Do you have any further plans for the binary code you ended up with? You mentioned that the site would soon be afire, do we still have that to look forward to? Was anyone's communication destroyed entirely through some error in the text --> binary or find/replace number flipping operation (and did you expect / intend for that sort of mistake to happen)?

On Take One / Leave One

I really enjoyed YiRan Liu's penny-tray inspired Take One / Leave One - It’s kind of a more tasteful, less gratuitous PostSecret, tapping into a more humanistic interest and general concern for others than the kind of rubber-necking that so many communal-narrative-contribution sites rely on to hold a visitor’s attention. Though there are a range of ways to interact with the site, but by far the most effective are the postcards – the aesthetics of the handwriting really works, and it’s also worth considering that unlike all of the usual typed-text on the internet, the handwritten postcard responses are invisible to Google’s perpetual web-indexing circus, which gives them another level of intimacy and dignity. The fact that the responses are “blind” in this regard reminded me of some of the conversation we had in class about the significant of creating and moving between networks. How does the “invisibile” nature of these responses on the web shift their content? Was this aspect of the project a conscious decision – or did it just kind of happen that way? In some ways, Take One / Leave One takes the web offline without destroying it in the process: Each postcard has a short story from a previous contributor on the front, to prompt the handwritten response on the other side. In that sense, a network of response and interaction continues to exist – though it is displaced from the immediacy and universal access we take for granted online.

On Project Deets

Brother Electron posted his notes from assorted Northwestern classes around one of the poorer neighborhoods in Evanston to “emphasizing intellectual disparities” and possibly “inspiring some sort of fantastical or intellectual discourse.”

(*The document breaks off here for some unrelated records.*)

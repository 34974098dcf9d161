//! Tabular results of a filing data run.
//!
//! A [`FilingTable`] has a `date` column holding the period end date reported in
//! each instance document, followed by one column per requested tag. Rows keep
//! the order in which filings were resolved; they are not sorted by date.

use serde::Serialize;
use serde::ser::{SerializeMap, Serializer};

use super::error::Result;

/// Name of the column holding each filing's period end date.
pub const DATE_COLUMN: &str = "date";

/// A single extracted value.
#[derive(Debug, Clone, PartialEq, Serialize)]
#[serde(untagged)]
pub enum FieldValue {
    Number(f64),
    Text(String),
    Null,
}

impl FieldValue {
    /// Coerces extracted text to a number when it parses as one.
    ///
    /// Surrounding whitespace is ignored for parsing, but a value that does not
    /// parse is kept exactly as extracted. A missing element becomes `Null`.
    ///
    /// ```rust
    /// use edgar_clerk::FieldValue;
    ///
    /// assert_eq!(FieldValue::parse(Some("123.45")), FieldValue::Number(123.45));
    /// assert_eq!(FieldValue::parse(Some("N/A")), FieldValue::Text("N/A".to_string()));
    /// assert_eq!(FieldValue::parse(None), FieldValue::Null);
    /// ```
    pub fn parse(text: Option<&str>) -> Self {
        match text {
            None => FieldValue::Null,
            Some(raw) => match raw.trim().parse::<f64>() {
                Ok(number) => FieldValue::Number(number),
                Err(_) => FieldValue::Text(raw.to_string()),
            },
        }
    }

    pub fn as_f64(&self) -> Option<f64> {
        match self {
            FieldValue::Number(n) => Some(*n),
            _ => None,
        }
    }

    pub fn as_str(&self) -> Option<&str> {
        match self {
            FieldValue::Text(s) => Some(s),
            _ => None,
        }
    }

    pub fn is_null(&self) -> bool {
        matches!(self, FieldValue::Null)
    }
}

/// Values extracted from one filing's instance document.
#[derive(Debug, Clone, PartialEq)]
pub struct FilingRecord {
    /// Text of `dei:DocumentPeriodEndDate`
    pub date: String,
    /// One entry per requested tag, in request order
    pub values: Vec<(String, FieldValue)>,
}

impl FilingRecord {
    pub fn get(&self, tag: &str) -> Option<&FieldValue> {
        self.values
            .iter()
            .find(|(name, _)| name == tag)
            .map(|(_, value)| value)
    }
}

impl Serialize for FilingRecord {
    fn serialize<S: Serializer>(&self, serializer: S) -> std::result::Result<S::Ok, S::Error> {
        let mut map = serializer.serialize_map(Some(self.values.len() + 1))?;
        map.serialize_entry(DATE_COLUMN, &self.date)?;
        for (tag, value) in &self.values {
            map.serialize_entry(tag, value)?;
        }
        map.end()
    }
}

#[derive(Debug, Clone, Copy, PartialEq, Eq, Serialize)]
#[serde(rename_all = "lowercase")]
pub enum ColumnType {
    Number,
    Text,
}

#[derive(Debug, Clone, PartialEq, Eq, Serialize)]
pub struct Column {
    pub name: String,
    pub column_type: ColumnType,
}

/// Ordered filing records with inferred column types.
#[derive(Debug, Clone, PartialEq, Default)]
pub struct FilingTable {
    columns: Vec<Column>,
    rows: Vec<FilingRecord>,
}

impl FilingTable {
    /// Assembles records into a table.
    ///
    /// A tag column is `Number` when it has at least one value and every non-null
    /// value is numeric; otherwise it is `Text`. Cells keep their own values either
    /// way, so a `Text` column may still hold numbers next to strings.
    pub fn from_records<S: AsRef<str>>(tags: &[S], rows: Vec<FilingRecord>) -> Self {
        let mut columns = vec![Column {
            name: DATE_COLUMN.to_string(),
            column_type: ColumnType::Text,
        }];

        for tag in tags.iter().map(AsRef::as_ref) {
            if columns.iter().any(|c| c.name == tag) {
                continue;
            }
            let mut values = rows
                .iter()
                .filter_map(|row| row.get(tag))
                .filter(|value| !value.is_null())
                .peekable();
            let numeric = values.peek().is_some()
                && values.all(|value| matches!(value, FieldValue::Number(_)));
            columns.push(Column {
                name: tag.to_string(),
                column_type: if numeric {
                    ColumnType::Number
                } else {
                    ColumnType::Text
                },
            });
        }

        Self { columns, rows }
    }

    pub fn columns(&self) -> &[Column] {
        &self.columns
    }

    pub fn column_type(&self, name: &str) -> Option<ColumnType> {
        self.columns
            .iter()
            .find(|c| c.name == name)
            .map(|c| c.column_type)
    }

    pub fn rows(&self) -> &[FilingRecord] {
        &self.rows
    }

    pub fn len(&self) -> usize {
        self.rows.len()
    }

    pub fn is_empty(&self) -> bool {
        self.rows.is_empty()
    }

    /// Period end dates, in row order.
    pub fn dates(&self) -> Vec<&str> {
        self.rows.iter().map(|row| row.date.as_str()).collect()
    }

    /// Values of one tag column, in row order. `None` if the tag was not requested.
    pub fn column(&self, tag: &str) -> Option<Vec<&FieldValue>> {
        if tag == DATE_COLUMN || self.column_type(tag).is_none() {
            return None;
        }
        Some(self.rows.iter().filter_map(|row| row.get(tag)).collect())
    }

    /// Serializes the rows as a JSON array of objects.
    pub fn to_json(&self) -> Result<String> {
        Ok(serde_json::to_string(&self.rows)?)
    }
}
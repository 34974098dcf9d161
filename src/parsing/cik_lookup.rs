//! Parser for `cik-lookup-data.txt`.
//!
//! The file lists every EDGAR filer as `NAME:CIK:` on its own line. A name may
//! appear several times (former names, subsidiaries sharing a name) and names
//! containing a colon cannot be split unambiguously; such lines are dropped.

#[derive(Debug, Clone, PartialEq, Eq)]
pub struct CikLookupEntry {
    pub name: String,
    pub cik: String,
}

/// Parses the lookup file into entries, in file order.
///
/// The content is split on `\n` and the last record is discarded (it is the
/// empty string after the final newline). Only lines with exactly three
/// colon-separated fields are kept.
pub fn parse_cik_lookup(content: &str) -> Vec<CikLookupEntry> {
    let mut records: Vec<&str> = content.split('\n').collect();
    records.pop();

    records
        .into_iter()
        .filter_map(|record| {
            let fields: Vec<&str> = record.split(':').collect();
            match fields.as_slice() {
                [name, cik, _] => Some(CikLookupEntry {
                    name: name.to_string(),
                    cik: cik.to_string(),
                }),
                _ => None,
            }
        })
        .collect()
}
use chrono::NaiveDate;
use std::fmt;
use std::str::FromStr;

use super::error::{EdgarError, Result};

/// Filing types whose documents pages carry a "Data Files" table with an XBRL
/// instance document.
#[derive(Debug, Clone, Copy, PartialEq, Eq, Hash, PartialOrd, Ord)]
pub enum FilingType {
    /// Annual report
    Form10K,
    /// Quarterly report
    Form10Q,
}

impl FilingType {
    pub const VARIANTS: &'static [(&'static str, FilingType)] =
        &[("10-K", FilingType::Form10K), ("10-Q", FilingType::Form10Q)];

    pub fn as_str(&self) -> &'static str {
        match self {
            FilingType::Form10K => "10-K",
            FilingType::Form10Q => "10-Q",
        }
    }
}

impl Default for FilingType {
    fn default() -> Self {
        Self::Form10K
    }
}

impl fmt::Display for FilingType {
    fn fmt(&self, f: &mut fmt::Formatter<'_>) -> fmt::Result {
        f.write_str(self.as_str())
    }
}

/// Parses an EDGAR form code. Only the exact codes in [`FilingType::VARIANTS`]
/// are accepted, ignoring surrounding whitespace and case.
impl FromStr for FilingType {
    type Err = EdgarError;

    fn from_str(s: &str) -> Result<Self> {
        let code = s.trim();
        Self::VARIANTS
            .iter()
            .find(|(pattern, _)| pattern.eq_ignore_ascii_case(code))
            .map(|(_, variant)| *variant)
            .ok_or_else(|| EdgarError::UnsupportedFilingType(s.to_string()))
    }
}

/// How documents pages of amended filings (`10-K/A`, `10-Q/A`) are treated.
#[derive(Debug, Clone, Copy, PartialEq, Eq, Default)]
pub enum AmendmentPolicy {
    /// Keep amendments; for each reporting period the latest filed document wins.
    #[default]
    Supersede,
    /// Skip any documents page whose form name is marked `[Amend]`.
    Exclude,
}

/// Options for a [`FilingsClerk`](crate::FilingsClerk).
///
/// Codes are kept as strings here and validated when the clerk is built, so a
/// bad code fails before any request goes out.
#[derive(Debug, Clone, Default)]
pub struct ClerkOptions {
    pub filing_types: Vec<String>,
    pub limit: Option<usize>,
    /// "As of" date in `YYYYMMDD` form. Defaults to today.
    pub as_of: Option<String>,
    pub amendment_policy: AmendmentPolicy,
}

impl ClerkOptions {
    pub fn new() -> Self {
        Self::default()
    }

    pub fn with_filing_type(mut self, filing_type: impl Into<String>) -> Self {
        self.filing_types = vec![filing_type.into()];
        self
    }

    pub fn with_filing_types(mut self, filing_types: Vec<String>) -> Self {
        self.filing_types = filing_types;
        self
    }

    /// Stored on the clerk; filings are not truncated to it.
    pub fn with_limit(mut self, limit: usize) -> Self {
        self.limit = Some(limit);
        self
    }

    /// Stored on the clerk; filings are not filtered by it.
    pub fn with_as_of(mut self, as_of: impl Into<String>) -> Self {
        self.as_of = Some(as_of.into());
        self
    }

    pub fn with_amendment_policy(mut self, policy: AmendmentPolicy) -> Self {
        self.amendment_policy = policy;
        self
    }
}

/// Validates a list of form codes. An empty list selects 10-K.
pub(crate) fn parse_filing_types<S: AsRef<str>>(codes: &[S]) -> Result<Vec<FilingType>> {
    let mut filing_types = Vec::new();
    for code in codes.iter().map(AsRef::as_ref) {
        if code.trim().is_empty() {
            continue;
        }
        let filing_type = code.parse::<FilingType>()?;
        if !filing_types.contains(&filing_type) {
            filing_types.push(filing_type);
        }
    }
    if filing_types.is_empty() {
        filing_types.push(FilingType::default());
    }
    Ok(filing_types)
}

/// Parses a `YYYYMMDD` date, defaulting to today.
pub(crate) fn parse_as_of(as_of: Option<&str>) -> Result<NaiveDate> {
    match as_of {
        Some(s) => NaiveDate::parse_from_str(s.trim(), "%Y%m%d")
            .map_err(|_| EdgarError::InvalidDate(s.to_string())),
        None => Ok(chrono::Local::now().date_naive()),
    }
}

I like the way the work explores the presumption associated with identifying anything as “everyday” – as everydayness is an incredibly relative thing. Your exploration of the fallacies embedded in everydayness are interesting – and I like that your project at once works in a relational aesthetics context, while criticizing and subverting some of its basic tenets.

In some ways, your projects seems only half finished – you pose many questions about the reception of the notes, but there’s no real way to answer any of these without some kind of direct follow-up or other means of finding out what people in your target demographic think of the postings. Have you gone back? Have the notes been torn down, vandalized, ignored? Also, the project could be interpreted as having a certain level of condescension: However useless these notes might seem to us, and to those in southwest Evanston, the truth is that your decision to study these things – whether or not you will ever use them – will put a large distance between you and the neighborhoods in which you’re posting them. Thus there’s a tension between you posting these notes because they might have been useless, while having the knowledge that despite their uselessness – these notes are, in a way, a pass to a better life that Southwesternevanstonites might not have – and in that sense, the notes are more of a taunt than a criticism of academia or your education.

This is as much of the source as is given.